> [DATASET RECORDS]:
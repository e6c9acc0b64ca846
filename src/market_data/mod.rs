// =============================================================================
// Market Data — local rolling views of price and iceberg flow
// =============================================================================

pub mod iceberg_stats;
pub mod price_ring;

pub use iceberg_stats::IcebergStats;
pub use price_ring::{PricePoint, PriceRing};
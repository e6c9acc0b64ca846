// =============================================================================
// OKX v5 REST surface — signed client plus a local request budget
// =============================================================================

pub mod client;
pub mod rate_limit;

pub use client::{
    AccountBalance, Candle, ExchangePosition, Instrument, MarginMode, OkxClient, OrderAck,
    OrderRequest, OrderSide,
};
pub use rate_limit::RequestBudget;
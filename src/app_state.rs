// =============================================================================
// Central Application State — flow trader engine
// =============================================================================
//
// Ties the subsystems together and backs the status surface. Each subsystem
// manages its own interior mutability; AppState adds the error ring, the
// decision audit trail, and lock-free counters.
// =============================================================================

use std::sync::atomic::{AtomicBool, AtomicI64, AtomicU64, Ordering};
use std::sync::Arc;

use chrono::Utc;
use parking_lot::RwLock;
use serde::Serialize;
use tokio::sync::Notify;

use crate::context::ContextHandle;
use crate::decision_envelope::DecisionEnvelope;
use crate::gates::GateRejection;
use crate::market_data::PriceRing;
use crate::observation::ObservationBuffer;
use crate::okx::RequestBudget;
use crate::position::PositionMachine;
use crate::runtime_config::RuntimeConfig;
use crate::shadow::ShadowLog;
use crate::signal::{FeedHeartbeat, TailerStats};

/// Maximum number of recent errors to retain.
const MAX_RECENT_ERRORS: usize = 50;
/// Maximum number of recent decision envelopes to retain.
const MAX_RECENT_DECISIONS: usize = 100;

/// A recorded error event for the status surface.
#[derive(Debug, Clone, Serialize)]
pub struct ErrorRecord {
    pub message: String,
    /// ISO 8601 timestamp.
    pub at: String,
}

/// Central state shared across all tasks via `Arc<AppState>`.
pub struct AppState {
    pub config: RuntimeConfig,

    // ── Subsystems ──────────────────────────────────────────────────────
    pub machine: Arc<PositionMachine>,
    pub price_ring: Arc<RwLock<PriceRing>>,
    pub observation: Arc<ObservationBuffer>,
    pub heartbeat: Arc<FeedHeartbeat>,
    pub context: Arc<ContextHandle>,
    pub shadow: Arc<ShadowLog>,
    pub tailer_stats: Arc<TailerStats>,
    pub budget: Arc<RequestBudget>,

    // ── Control ─────────────────────────────────────────────────────────
    /// Wakes the context task for an out-of-cycle refresh.
    pub analysis_trigger: Arc<Notify>,
    /// Whether the decision pipeline is accepting signals.
    pub accepting: AtomicBool,

    // ── Audit & errors ──────────────────────────────────────────────────
    pub recent_decisions: RwLock<Vec<DecisionEnvelope>>,
    pub recent_errors: RwLock<Vec<ErrorRecord>>,

    // ── Counters ────────────────────────────────────────────────────────
    pub trades_executed: AtomicU64,
    pub last_trade_ms: AtomicI64,
    pub signals_rejected_normalize: AtomicU64,
    pub gate_rejects_signal: AtomicU64,
    pub gate_rejects_execution: AtomicU64,
    pub gate_rejects_environment: AtomicU64,

    // ── Timing ──────────────────────────────────────────────────────────
    pub start_time: std::time::Instant,
}

impl AppState {
    pub fn new(
        config: RuntimeConfig,
        machine: Arc<PositionMachine>,
        observation: Arc<ObservationBuffer>,
        heartbeat: Arc<FeedHeartbeat>,
        shadow: Arc<ShadowLog>,
    ) -> Self {
        Self {
            config,
            machine,
            price_ring: Arc::new(RwLock::new(PriceRing::new())),
            observation,
            heartbeat,
            context: Arc::new(ContextHandle::new()),
            shadow,
            tailer_stats: Arc::new(TailerStats::default()),
            budget: Arc::new(RequestBudget::new()),
            analysis_trigger: Arc::new(Notify::new()),
            accepting: AtomicBool::new(false),
            recent_decisions: RwLock::new(Vec::new()),
            recent_errors: RwLock::new(Vec::new()),
            trades_executed: AtomicU64::new(0),
            last_trade_ms: AtomicI64::new(0),
            signals_rejected_normalize: AtomicU64::new(0),
            gate_rejects_signal: AtomicU64::new(0),
            gate_rejects_execution: AtomicU64::new(0),
            gate_rejects_environment: AtomicU64::new(0),
            start_time: std::time::Instant::now(),
        }
    }

    // ── Error Logging ───────────────────────────────────────────────────

    /// Record an error message, evicting the oldest past the cap.
    pub fn push_error(&self, message: impl Into<String>) {
        let record = ErrorRecord {
            message: message.into(),
            at: Utc::now().to_rfc3339(),
        };
        let mut errors = self.recent_errors.write();
        errors.push(record);
        while errors.len() > MAX_RECENT_ERRORS {
            errors.remove(0);
        }
    }

    // ── Decision Audit ──────────────────────────────────────────────────

    /// Record a decision envelope, evicting the oldest past the cap.
    pub fn push_decision(&self, envelope: DecisionEnvelope) {
        let mut decisions = self.recent_decisions.write();
        decisions.push(envelope);
        while decisions.len() > MAX_RECENT_DECISIONS {
            decisions.remove(0);
        }
    }

    /// Bump the per-gate rejection counter.
    pub fn count_gate_reject(&self, rejection: &GateRejection) {
        match rejection {
            GateRejection::Signal(_) => &self.gate_rejects_signal,
            GateRejection::Execution(_) => &self.gate_rejects_execution,
            GateRejection::Environment(_) => &self.gate_rejects_environment,
        }
        .fetch_add(1, Ordering::Relaxed);
    }

    /// Record a completed trade for the status surface.
    pub fn record_trade(&self, now_ms: i64) {
        self.trades_executed.fetch_add(1, Ordering::Relaxed);
        self.last_trade_ms.store(now_ms, Ordering::Relaxed);
    }

    // ── Status Snapshot ─────────────────────────────────────────────────

    /// Build the status payload for the control surface.
    pub fn status(&self, now_ms: i64) -> StatusReport {
        let position = self.machine.snapshot();
        let position_summary = match position.state {
            crate::position::PositionState::Flat => "FLAT".to_string(),
            crate::position::PositionState::Long => format!(
                "LONG entry={:.6} stop={:.6} lev={} size={:.1}%",
                position.entry_price,
                position.stop_loss_price,
                position.leverage,
                position.size_fraction * 100.0
            ),
            crate::position::PositionState::Paused => format!(
                "PAUSED ({})",
                position.pause_reason.as_deref().unwrap_or("unspecified")
            ),
        };

        let last_trade_ms = self.last_trade_ms.load(Ordering::Relaxed);

        StatusReport {
            running: self.machine.is_running(),
            market_context_summary: self.context.snapshot().summary(),
            position_summary,
            uptime_ms: self.start_time.elapsed().as_millis() as u64,
            trades_executed: self.trades_executed.load(Ordering::Relaxed),
            last_trade_time: if last_trade_ms > 0 {
                Some(last_trade_ms)
            } else {
                None
            },
            errors: self.recent_errors.read().clone(),
            heartbeat: self.heartbeat.snapshot(now_ms),
            observation_active: self.observation.is_occupied(),
            shadow_shorts_tracked: self.shadow.recent().len(),
            counters: CounterReport {
                signals_emitted: self
                    .tailer_stats
                    .lines_emitted
                    .load(Ordering::Relaxed),
                malformed_lines: self
                    .tailer_stats
                    .malformed_lines
                    .load(Ordering::Relaxed),
                rejected_normalize: self.signals_rejected_normalize.load(Ordering::Relaxed),
                gate_rejects_signal: self.gate_rejects_signal.load(Ordering::Relaxed),
                gate_rejects_execution: self.gate_rejects_execution.load(Ordering::Relaxed),
                gate_rejects_environment: self
                    .gate_rejects_environment
                    .load(Ordering::Relaxed),
            },
        }
    }
}

/// Status payload returned by the control surface.
#[derive(Debug, Clone, Serialize)]
pub struct StatusReport {
    pub running: bool,
    pub market_context_summary: String,
    pub position_summary: String,
    pub uptime_ms: u64,
    pub trades_executed: u64,
    #[serde(skip_serializing_if = "Option::is_none")]
    pub last_trade_time: Option<i64>,
    pub errors: Vec<ErrorRecord>,
    pub heartbeat: crate::signal::heartbeat::HeartbeatSnapshot,
    pub observation_active: bool,
    pub shadow_shorts_tracked: usize,
    pub counters: CounterReport,
}

/// Pipeline counters for the status surface.
#[derive(Debug, Clone, Serialize)]
pub struct CounterReport {
    pub signals_emitted: u64,
    pub malformed_lines: u64,
    pub rejected_normalize: u64,
    pub gate_rejects_signal: u64,
    pub gate_rejects_execution: u64,
    pub gate_rejects_environment: u64,
}

// =============================================================================
// Tests
// =============================================================================
#[cfg(test)]
mod tests {
    use super::*;
    use crate::runtime_config::{GateThresholds, HardLimits};

    fn state() -> (Arc<AppState>, tempfile::TempDir) {
        let dir = tempfile::tempdir().unwrap();
        let config = RuntimeConfig::default();
        let machine = Arc::new(PositionMachine::new(
            dir.path().join("state.json"),
            HardLimits::default(),
            GateThresholds::default(),
        ));
        let observation = Arc::new(ObservationBuffer::new(&GateThresholds::default()));
        let heartbeat = Arc::new(FeedHeartbeat::new(0));
        let shadow = Arc::new(ShadowLog::new(dir.path().join("shadow.jsonl")));
        (
            Arc::new(AppState::new(config, machine, observation, heartbeat, shadow)),
            dir,
        )
    }

    #[test]
    fn error_ring_is_capped() {
        let (state, _dir) = state();
        for i in 0..(MAX_RECENT_ERRORS + 10) {
            state.push_error(format!("err {i}"));
        }
        let errors = state.recent_errors.read();
        assert_eq!(errors.len(), MAX_RECENT_ERRORS);
        assert_eq!(errors.last().unwrap().message, "err 59");
    }

    #[test]
    fn gate_counters_split_by_gate() {
        let (state, _dir) = state();
        state.count_gate_reject(&GateRejection::Signal("x".into()));
        state.count_gate_reject(&GateRejection::Signal("y".into()));
        state.count_gate_reject(&GateRejection::Environment("z".into()));
        assert_eq!(state.gate_rejects_signal.load(Ordering::Relaxed), 2);
        assert_eq!(state.gate_rejects_execution.load(Ordering::Relaxed), 0);
        assert_eq!(state.gate_rejects_environment.load(Ordering::Relaxed), 1);
    }

    #[test]
    fn status_reflects_machine_and_trades() {
        let (state, _dir) = state();
        let now_ms = 1_700_000_000_000;

        let report = state.status(now_ms);
        assert!(!report.running);
        assert_eq!(report.position_summary, "FLAT");
        assert!(report.last_trade_time.is_none());

        state.machine.open_long(0.128, 0.04, 3, now_ms).unwrap();
        state.record_trade(now_ms);
        state.machine.set_running(true);

        let report = state.status(now_ms);
        assert!(report.running);
        assert!(report.position_summary.starts_with("LONG"));
        assert_eq!(report.trades_executed, 1);
        assert_eq!(report.last_trade_time, Some(now_ms));
    }
}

> [DIRECTIONS]: From the line containing "filename src/market_data/mod.rs" down to the line containing "local request budget" in the material above, reproduce every line exactly, including the two end lines.

> [ANSWER SPACE]:
filename src/market_data/mod.rs
// =============================================================================
// Market Data — local rolling views of price and iceberg flow
// =============================================================================

pub mod iceberg_stats;
pub mod price_ring;

pub use iceberg_stats::IcebergStats;
pub use price_ring::{PricePoint, PriceRing};
repository e6c9acc0b64ca846
// =============================================================================
// OKX v5 REST surface — signed client plus a local request budget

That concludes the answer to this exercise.